Myoclonic dystonia is poorly managed with medication and may be severe enough to warrant surgical intervention. Surgery has targeted either the globus pallidus pars interna (GPi) or the thalamus, but ...there is no accepted target for this condition. The authors present the case of a 23-year-old man treated with unilateral deep brain stimulation in both the thalamus and GPi. His movement disorder improved dramatically with stimulation. Two years postoperatively, the authors performed a double-blind assessment of the effects of each stimulator together, separately, and off stimulation.
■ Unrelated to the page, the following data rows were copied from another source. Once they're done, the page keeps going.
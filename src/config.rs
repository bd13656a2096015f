//! Configuration for the registry and the demo binary.
//!
//! Resolution order:
//! 1. Built-in defaults
//! 2. JSON config file, when one is given
//! 3. Environment variables (`ACAD_CERTS_*`)

use crate::certs::CodeFormat;
use crate::error::ConfigError;
use serde::{Deserialize, Serialize};
use std::path::{Path, PathBuf};

pub const ENV_DATABASE: &str = "ACAD_CERTS_DB";
pub const ENV_MAX_ATTEMPTS: &str = "ACAD_CERTS_MAX_ATTEMPTS";
pub const ENV_CACHE_CAPACITY: &str = "ACAD_CERTS_CACHE_CAPACITY";

#[derive(Debug, Clone, Default, Serialize, Deserialize)]
pub struct Config {
    #[serde(default)]
    pub store: StoreConfig,
    #[serde(default)]
    pub registry: RegistryConfig,
    #[serde(default)]
    pub demo: DemoConfig,
}

#[derive(Debug, Clone, Copy, Default, PartialEq, Eq, Serialize, Deserialize)]
#[serde(rename_all = "lowercase")]
pub enum StoreBackend {
    #[default]
    Memory,
    Sqlite,
}

#[derive(Debug, Clone, Default, Serialize, Deserialize)]
#[serde(default)]
pub struct StoreConfig {
    pub backend: StoreBackend,
    /// Sqlite file; `:memory:` selects an in-memory database.
    pub database_path: Option<PathBuf>,
}

#[derive(Debug, Clone, Serialize, Deserialize)]
#[serde(default)]
pub struct RegistryConfig {
    pub max_issue_attempts: u32,
    pub code_groups: usize,
    pub code_group_len: usize,
    /// 0 disables the validation cache.
    pub cache_capacity: usize,
}

impl Default for RegistryConfig {
    fn default() -> Self {
        let format = CodeFormat::default();
        Self {
            max_issue_attempts: 5,
            code_groups: format.groups,
            code_group_len: format.group_len,
            cache_capacity: 1024,
        }
    }
}

impl RegistryConfig {
    pub fn code_format(&self) -> CodeFormat {
        CodeFormat {
            groups: self.code_groups,
            group_len: self.code_group_len,
        }
    }
}

/// Workload for the demo binary.
#[derive(Debug, Clone, Serialize, Deserialize)]
#[serde(default)]
pub struct DemoConfig {
    pub users: i64,
    pub courses: i64,
    pub issue_requests: usize,
    pub metrics_csv: PathBuf,
}

impl Default for DemoConfig {
    fn default() -> Self {
        Self {
            users: 20,
            courses: 5,
            issue_requests: 200,
            metrics_csv: PathBuf::from("registry_metrics.csv"),
        }
    }
}

impl Config {
    /// Defaults, then the optional file, then the environment; validated.
    pub fn load(path: Option<&Path>) -> Result<Self, ConfigError> {
        let mut config = match path {
            Some(path) => Self::from_file(path)?,
            None => Self::default(),
        };
        config.apply_env(|key| std::env::var(key).ok())?;
        config.validate()?;
        Ok(config)
    }

    pub fn from_file(path: &Path) -> Result<Self, ConfigError> {
        let contents = std::fs::read_to_string(path).map_err(|source| ConfigError::Io {
            path: path.display().to_string(),
            source,
        })?;
        Self::from_json(&contents)
    }

    pub fn from_json(contents: &str) -> Result<Self, ConfigError> {
        Ok(serde_json::from_str(contents)?)
    }

    /// Apply overrides looked up through `var`, so tests need not touch the process env.
    pub fn apply_env(&mut self, var: impl Fn(&str) -> Option<String>) -> Result<(), ConfigError> {
        if let Some(db) = var(ENV_DATABASE) {
            self.store.backend = StoreBackend::Sqlite;
            self.store.database_path = Some(PathBuf::from(db));
        }
        if let Some(raw) = var(ENV_MAX_ATTEMPTS) {
            self.registry.max_issue_attempts = parse_env(ENV_MAX_ATTEMPTS, &raw)?;
        }
        if let Some(raw) = var(ENV_CACHE_CAPACITY) {
            self.registry.cache_capacity = parse_env(ENV_CACHE_CAPACITY, &raw)?;
        }
        Ok(())
    }

    pub fn validate(&self) -> Result<(), ConfigError> {
        if self.registry.max_issue_attempts == 0 {
            return Err(ConfigError::Invalid(
                "registry.max_issue_attempts must be at least 1".into(),
            ));
        }
        let format = self.registry.code_format();
        if !format.is_strong_enough() {
            return Err(ConfigError::Invalid(format!(
                "validation codes need at least {} symbols, got {}x{}",
                crate::certs::code::MIN_CODE_SYMBOLS,
                format.groups,
                format.group_len
            )));
        }
        if self.store.backend == StoreBackend::Sqlite && self.store.database_path.is_none() {
            return Err(ConfigError::Invalid(
                "store.database_path is required for the sqlite backend".into(),
            ));
        }
        if self.demo.users < 1 || self.demo.courses < 1 {
            return Err(ConfigError::Invalid(
                "demo needs at least one user and one course".into(),
            ));
        }
        Ok(())
    }
}

fn parse_env<T: std::str::FromStr>(key: &str, raw: &str) -> Result<T, ConfigError> {
    raw.trim()
        .parse()
        .map_err(|_| ConfigError::Invalid(format!("{key}: cannot parse {raw:?}")))
}

#[cfg(test)]
mod tests {
    use super::*;
    use std::collections::HashMap;

    #[test]
    fn defaults_are_valid() {
        let config = Config::default();
        assert!(config.validate().is_ok());
        assert_eq!(config.store.backend, StoreBackend::Memory);
        assert_eq!(config.registry.max_issue_attempts, 5);
        assert_eq!(config.registry.code_format().symbols(), 16);
    }

    #[test]
    fn partial_json_keeps_defaults() {
        let config = Config::from_json(
            r#"{ "store": { "backend": "sqlite", "database_path": "certs.db" },
                 "registry": { "cache_capacity": 0 } }"#,
        )
        .unwrap();

        assert_eq!(config.store.backend, StoreBackend::Sqlite);
        assert_eq!(config.store.database_path, Some(PathBuf::from("certs.db")));
        assert_eq!(config.registry.cache_capacity, 0);
        assert_eq!(config.registry.max_issue_attempts, 5);
        assert_eq!(config.demo.issue_requests, 200);
    }

    #[test]
    fn env_overrides_file_values() {
        let env: HashMap<&str, &str> = [
            (ENV_DATABASE, "/tmp/certs.db"),
            (ENV_MAX_ATTEMPTS, " 8 "),
            (ENV_CACHE_CAPACITY, "16"),
        ]
        .into_iter()
        .collect();

        let mut config = Config::default();
        config
            .apply_env(|k| env.get(k).map(|v| v.to_string()))
            .unwrap();

        assert_eq!(config.store.backend, StoreBackend::Sqlite);
        assert_eq!(config.registry.max_issue_attempts, 8);
        assert_eq!(config.registry.cache_capacity, 16);
    }

    #[test]
    fn bad_env_value_is_reported() {
        let mut config = Config::default();
        let err = config
            .apply_env(|k| (k == ENV_MAX_ATTEMPTS).then(|| "many".to_string()))
            .unwrap_err();
        assert!(err.to_string().contains(ENV_MAX_ATTEMPTS));
    }

    #[test]
    fn weak_code_format_is_rejected() {
        let mut config = Config::default();
        config.registry.code_groups = 3;
        config.registry.code_group_len = 4;
        assert!(matches!(config.validate(), Err(ConfigError::Invalid(_))));
    }

    #[test]
    fn sqlite_without_path_is_rejected() {
        let mut config = Config::default();
        config.store.backend = StoreBackend::Sqlite;
        assert!(config.validate().is_err());
    }

    #[test]
    fn zero_attempts_is_rejected() {
        let mut config = Config::default();
        config.registry.max_issue_attempts = 0;
        assert!(config.validate().is_err());
    }
}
Videotape assessment, using tremor, dystonia, and myoclonus rating scales, showed that most of the benefit could be attributed to pallidal stimulation, although there was some advantage to stimulation at both sites. These results suggest that while GPi stimulation may be the better target for this condition, thalamic stimulation may be added in cases in which the benefit is insufficient.